Ablation and Sensitivity Analyses
Extensive ablation studies reveal:
- Layer Sensitivity: Final linear layers are most sensitive to FP4 quantization; retaining them in BF16 is critical for stability.
- Stochastic Rounding: Essential for gradients, but detrimental for activations and weights.
- Hadamard Matrix Size: 16×16 matrices provide a good trade-off between accuracy and computational cost; larger matrices offer diminishing returns.
- Randomization: A single fixed random sign vector suffices for RHT; further randomization yields no measurable benefit at scale.
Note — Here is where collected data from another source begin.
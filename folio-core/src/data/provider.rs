//! Data provider trait and structured error types.
//!
//! The DataProvider trait abstracts over price sources (Yahoo Finance, CSV
//! import, synthetic) so the pipeline can be driven by a fixed in-memory
//! series in tests instead of the network.

use chrono::NaiveDate;
use serde::{Deserialize, Serialize};
use thiserror::Error;

/// One daily closing price.
#[derive(Debug, Clone, Copy, PartialEq, Serialize, Deserialize)]
pub struct DailyClose {
    pub date: NaiveDate,
    pub close: f64,
}

impl DailyClose {
    pub fn new(date: NaiveDate, close: f64) -> Self {
        Self { date, close }
    }
}

/// Structured error types for data retrieval.
///
/// Every variant is fatal to a run; nothing is retried.
#[derive(Debug, Error)]
pub enum DataError {
    #[error("network unreachable: {0}")]
    NetworkUnreachable(String),

    #[error("rate limited by provider (retry after {retry_after_secs}s)")]
    RateLimited { retry_after_secs: u64 },

    #[error("response format changed: {0}")]
    ResponseFormatChanged(String),

    #[error("symbol not found: {symbol}")]
    SymbolNotFound { symbol: String },

    #[error("no prices for '{symbol}' between {start} and {end}")]
    EmptyRange {
        symbol: String,
        start: NaiveDate,
        end: NaiveDate,
    },

    #[error("HTTP {status} for {symbol}")]
    Http { status: u16, symbol: String },

    #[error("CSV import failed for '{symbol}': {reason}")]
    CsvImport { symbol: String, reason: String },

    #[error("data error: {0}")]
    Other(String),
}

/// Result of a successful data fetch for a single symbol.
#[derive(Debug, Clone)]
pub struct FetchResult {
    /// The symbol as requested (including any exchange suffix).
    pub symbol: String,
    pub closes: Vec<DailyClose>,
    pub source: DataSource,
}

/// Where the data came from.
#[derive(Debug, Clone, Copy, PartialEq, Eq, Serialize, Deserialize)]
#[serde(rename_all = "snake_case")]
pub enum DataSource {
    YahooFinance,
    CsvImport,
    Synthetic,
    /// Series handed in by the caller through a custom `DataProvider`,
    /// e.g. fixed prices in tests or data loaded by an embedding program.
    Memory,
}

/// Which price a provider reports as the daily close.
#[derive(Debug, Clone, Copy, Default, PartialEq, Eq, Serialize, Deserialize)]
#[serde(rename_all = "snake_case")]
pub enum PriceField {
    /// Split- and dividend-adjusted close.
    #[default]
    AdjustedClose,
    /// Raw exchange close.
    Close,
}

/// Trait for price providers.
///
/// `end` is exclusive: a bar dated `end` is never returned.
pub trait DataProvider {
    /// Human-readable name of this provider.
    fn name(&self) -> &str;

    /// Fetch daily closes for a symbol over `[start, end)`, sorted ascending.
    fn fetch(
        &self,
        symbol: &str,
        start: NaiveDate,
        end: NaiveDate,
    ) -> Result<FetchResult, DataError>;
}

/// Progress callback for the sequential per-symbol fetch.
pub trait FetchProgress {
    /// Called when starting to fetch a symbol.
    fn on_start(&self, symbol: &str, index: usize, total: usize);

    /// Called when a symbol fetch completes, with the row count or the error.
    fn on_complete(
        &self,
        symbol: &str,
        index: usize,
        total: usize,
        result: Result<usize, &DataError>,
    );
}

/// Progress reporter that emits tracing events.
pub struct LogProgress;

impl FetchProgress for LogProgress {
    fn on_start(&self, symbol: &str, index: usize, total: usize) {
        tracing::info!("[{}/{}] fetching {symbol}", index + 1, total);
    }

    fn on_complete(
        &self,
        symbol: &str,
        _index: usize,
        _total: usize,
        result: Result<usize, &DataError>,
    ) {
        match result {
            Ok(count) => tracing::info!(symbol, rows = count, "fetched"),
            Err(e) => tracing::error!(symbol, "fetch failed: {e}"),
        }
    }
}

/// Sort, de-duplicate and range-filter raw closes; fail if nothing is left.
///
/// Duplicate dates keep the last value seen. Non-positive closes are treated
/// as missing and dropped.
pub fn finalize_closes(
    symbol: &str,
    mut closes: Vec<DailyClose>,
    start: NaiveDate,
    end: NaiveDate,
) -> Result<Vec<DailyClose>, DataError> {
    closes.retain(|c| c.date >= start && c.date < end && c.close.is_finite() && c.close > 0.0);
    closes.sort_by_key(|c| c.date);

    let mut deduped: Vec<DailyClose> = Vec::with_capacity(closes.len());
    for close in closes {
        match deduped.last_mut() {
            Some(last) if last.date == close.date => *last = close,
            _ => deduped.push(close),
        }
    }

    if deduped.is_empty() {
        return Err(DataError::EmptyRange {
            symbol: symbol.to_string(),
            start,
            end,
        });
    }

    Ok(deduped)
}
- Consistency in Scaling: 2D block scaling for weights is necessary to maintain consistent quantization across passes and preserve the chain rule.
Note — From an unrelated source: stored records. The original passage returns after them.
//! Folio CLI: fetch the NSE portfolio, chart it, print return statistics.
//!
//! One run, no subcommands:
//! 1. Print the portfolio size and date range
//! 2. Fetch each symbol's daily closes (Yahoo Finance, CSV export, or synthetic)
//! 3. Show the chart deck (price history, correlation, returns, growth)
//! 4. Print mean return, annualized volatility and return per unit of risk

use std::io::IsTerminal;
use std::path::{Path, PathBuf};

use anyhow::{Context, Result};
use chrono::NaiveDate;
use clap::{Parser, ValueEnum};
use folio_core::data::{
    CsvProvider, DataProvider, LogProgress, PriceField, SyntheticProvider, YahooProvider,
};
use folio_runner::report::{format_coverage_warnings, JsonReport};
use folio_runner::{format_banner, format_summary, run_pipeline, PipelineConfig};
use tracing_subscriber::EnvFilter;

#[derive(Parser)]
#[command(
    name = "folio",
    version,
    about = "Folio: NSE portfolio price history, correlation and return statistics"
)]
struct Cli {
    /// Last date (YYYY-MM-DD, exclusive). Defaults to today.
    #[arg(long)]
    end: Option<String>,

    /// Where daily closes come from.
    #[arg(long, value_enum, default_value_t = Source::Yahoo)]
    source: Source,

    /// Directory of `<SYMBOL>.NS.csv` files for `--source csv`.
    #[arg(long, default_value = "data")]
    csv_dir: PathBuf,

    /// Use the raw exchange close instead of the split/dividend-adjusted close.
    #[arg(long, default_value_t = false)]
    unadjusted: bool,

    /// Skip the interactive chart deck.
    #[arg(long, default_value_t = false)]
    no_charts: bool,

    /// Print the statistics as JSON instead of text tables (implies --no-charts).
    #[arg(long, default_value_t = false)]
    json: bool,
}

#[derive(Debug, Clone, Copy, PartialEq, Eq, ValueEnum)]
enum Source {
    /// Yahoo Finance chart API.
    Yahoo,
    /// Yahoo-style CSV exports in --csv-dir.
    Csv,
    /// Deterministic random walk; offline demos only.
    Synthetic,
}

fn main() -> Result<()> {
    let cli = Cli::parse();

    // Logs go to stderr; stdout carries the report.
    tracing_subscriber::fmt()
        .with_writer(std::io::stderr)
        .with_env_filter(
            EnvFilter::try_from_default_env().unwrap_or_else(|_| EnvFilter::new("info")),
        )
        .init();

    let end = match cli.end.as_deref() {
        Some(s) => parse_date(s)?,
        None => chrono::Local::now().date_naive(),
    };
    let price_field = if cli.unadjusted {
        PriceField::Close
    } else {
        PriceField::AdjustedClose
    };
    let config = PipelineConfig::nse_portfolio(end).with_price_field(price_field);

    if !cli.json {
        print!("{}", format_banner(&config));
    }

    let provider = build_provider(cli.source, &cli.csv_dir, price_field)?;
    tracing::info!(provider = provider.name(), "starting run");

    let analysis = run_pipeline(&config, provider.as_ref(), Some(&LogProgress))
        .context("portfolio analysis failed")?;

    if cli.json {
        println!("{}", JsonReport::from_analysis(&analysis).to_json()?);
        return Ok(());
    }

    let gaps = format_coverage_warnings(&analysis.coverage);
    if !gaps.is_empty() {
        println!("Partial coverage:");
        for line in &gaps {
            println!("  {line}");
        }
        println!();
    }

    if cli.no_charts {
        tracing::debug!("chart deck disabled");
    } else if !std::io::stdout().is_terminal() {
        tracing::warn!("stdout is not a terminal; skipping charts");
    } else {
        folio_tui::run_deck(&analysis).context("chart deck failed")?;
    }

    print!("{}", format_summary(&analysis.summary));
    Ok(())
}

fn parse_date(s: &str) -> Result<NaiveDate> {
    NaiveDate::parse_from_str(s, "%Y-%m-%d")
        .with_context(|| format!("invalid date '{s}', expected YYYY-MM-DD"))
}

fn build_provider(
    source: Source,
    csv_dir: &Path,
    field: PriceField,
) -> Result<Box<dyn DataProvider>> {
    let provider: Box<dyn DataProvider> = match source {
        Source::Yahoo => Box::new(
            YahooProvider::new()
                .context("failed to build HTTP client")?
                .with_price_field(field),
        ),
        Source::Csv => Box::new(CsvProvider::new(csv_dir).with_price_field(field)),
        Source::Synthetic => Box::new(SyntheticProvider::new()),
    };
    Ok(provider)
}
Practical and Theoretical Implications
The demonstrated methodology enables stable, efficient pretraining of large LLMs in 4-bit precision, with minimal loss in accuracy relative to FP8. This has direct implications for reducing compute, memory, and energy requirements in frontier model development. The techniques outlined—especially 2D scaling and RHT—are likely to generalize to other narrow-precision formats and architectures, including mixture-of-experts and attention-centric models.
Theoretically, the work highlights the importance of preserving numerical consistency and unbiased gradient estimation in extreme quantization regimes. The chain rule violation induced by inconsistent quantization is a critical failure mode, and the proposed 2D scaling offers a robust solution.
Future Directions
Key avenues for future research include:
- Quantizing all linear layers without loss of convergence, further reducing reliance on high-precision layers.
- Extending NVFP4 quantization to attention and communication paths.
- Evaluating NVFP4 on larger models, longer token horizons, and alternative architectures.
- Investigating scaling laws for FP4 formats and their impact on sample efficiency.
- Exploring post-training quantization and inference scenarios.
Conclusion
This report establishes NVFP4 as a viable format for large-scale LLM pretraining, supported by a rigorous methodology that ensures stability and accuracy. The empirical results demonstrate that NVFP4, when combined with targeted algorithmic techniques, matches FP8 performance while delivering substantial efficiency gains. The findings provide a foundation for future work in narrow-precision training and open the door to more resource-efficient frontier model development.